Implications and Future Directions

The framework offers a substantial reduction in computational cost for assessing new LLMs by limiting the number of necessary evaluations. This reduction is not just a practical gain but could also aid in making AI deployment more environmentally sustainable.

Moreover, the authors open a dialogue on the predictability of AI systems beyond mere performance enhancement—they espouse "predictable AI" as an objective that researchers and practitioners should prioritize. This notion aligns with emerging regulatory frameworks that place a premium on reliability and explainability. As general AIs get embedded in more critical applications, ensuring error prediction may become just as vital as improving raw benchmark scores.

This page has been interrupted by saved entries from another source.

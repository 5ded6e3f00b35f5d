//! Integration tests for the narration director route.

mod common;

use axum::http::StatusCode;

#[tokio::test(start_paused = true)]
async fn test_boss_onset_narration_starts_a_boss_fight() {
    let (app, _audio, _tts) = common::build_test_app();

    let (status, json) = common::post_json(
        app,
        "/api/v1/narration/direct",
        &serde_json::json!({ "narration": "The boss roars and the fight begins!" }),
    )
    .await;

    assert_eq!(status, StatusCode::OK);
    assert_eq!(json["handled_event"], "start_boss");
    assert_eq!(json["battle_state"]["kind"], "boss");
    assert_eq!(json["battle_state"]["phase"], 1);
    assert_eq!(json["battle_state"]["max_phases"], 3);
}

#[tokio::test(start_paused = true)]
async fn test_final_phase_narration_jumps_to_max() {
    let (app, _audio, _tts) = common::build_test_app();

    let (status, _json) = common::post_json(
        app.clone(),
        "/api/v1/battle/start-boss",
        &serde_json::json!({ "context": "boss", "max_phases": 3 }),
    )
    .await;
    assert_eq!(status, StatusCode::OK);

    let (status, json) = common::post_json(
        app,
        "/api/v1/narration/direct",
        &serde_json::json!({ "narration": "The boss enters final phase" }),
    )
    .await;

    assert_eq!(status, StatusCode::OK);
    assert_eq!(json["handled_event"], "boss_phase");
    assert_eq!(json["battle_state"]["phase"], 3);
}

#[tokio::test(start_paused = true)]
async fn test_ambush_narration_starts_ambush_encounter() {
    let (app, _audio, _tts) = common::build_test_app();

    let (status, json) = common::post_json(
        app,
        "/api/v1/narration/direct",
        &serde_json::json!({ "narration": "Enemies appear, it's an ambush!" }),
    )
    .await;

    assert_eq!(status, StatusCode::OK);
    assert_eq!(json["handled_event"], "start_normal");
    assert_eq!(json["battle_state"]["context"], "ambush");
}

#[tokio::test(start_paused = true)]
async fn test_victory_narration_ends_the_battle() {
    let (app, _audio, _tts) = common::build_test_app();

    common::post_json(
        app.clone(),
        "/api/v1/battle/start-normal",
        &serde_json::json!({ "context": "minor" }),
    )
    .await;

    let (status, json) = common::post_json(
        app,
        "/api/v1/narration/direct",
        &serde_json::json!({ "narration": "They retreat, victory is ours" }),
    )
    .await;

    assert_eq!(status, StatusCode::OK);
    assert_eq!(json["handled_event"], "end_battle");
    assert_eq!(json["battle_state"]["active"], false);
    assert!(json["victory_track"]["uri"].is_string());
}

#[tokio::test]
async fn test_victory_narration_while_idle_is_handled() {
    let (app, audio, _tts) = common::build_test_app();

    let (status, json) = common::post_json(
        app,
        "/api/v1/narration/direct",
        &serde_json::json!({ "narration": "Victory!" }),
    )
    .await;

    assert_eq!(status, StatusCode::OK);
    assert_eq!(json["handled_event"], "end_battle");
    assert!(json.get("victory_track").is_none());
    assert!(audio.calls().is_empty());
}

#[tokio::test]
async fn test_phase_narration_without_boss_returns_400() {
    let (app, _audio, _tts) = common::build_test_app();

    let (status, json) = common::post_json(
        app,
        "/api/v1/narration/direct",
        &serde_json::json!({ "narration": "The boss enters phase 2" }),
    )
    .await;

    assert_eq!(status, StatusCode::BAD_REQUEST);
    assert_eq!(json["error"], "invalid_state");
}

#[tokio::test]
async fn test_unrelated_narration_is_a_noop() {
    let (app, audio, _tts) = common::build_test_app();

    let (status, json) = common::post_json(
        app,
        "/api/v1/narration/direct",
        &serde_json::json!({ "narration": "The party shares a quiet meal" }),
    )
    .await;

    assert_eq!(status, StatusCode::OK);
    assert_eq!(json["handled_event"], "none");
    assert!(json.get("battle_state").is_none());
    assert!(audio.calls().is_empty());
}
//! Clock abstraction for determinism.

use chrono::{DateTime, Utc};

/// Abstraction over system time so encounter timing is testable.
pub trait Clock: Send + Sync {
    /// Returns the current time.
    fn now(&self) -> DateTime<Utc>;
}

/// Production clock backed by the system clock.
#[derive(Debug, Clone, Copy)]
pub struct SystemClock;

impl Clock for SystemClock {
    fn now(&self) -> DateTime<Utc> {
        Utc::now()
    }
}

The inherent unpredictability observed in OOD settings prompts compelling questions about the fundamental capabilities of LLMs. Future research could investigate which attributes make an instance or an entire dataset unpredictable, proposing novel architectures or training methodologies designed to mitigate these shortcomings.

Overall, the paper provides instrumental insights and methodologies for AI evaluations, aiming to bridge the gap between performance evaluation and practical applicability in model deployment by using concise evaluation methods. As AI continues to mature, predictability research such as this might guide innovations towards more reliable and accountable AI systems.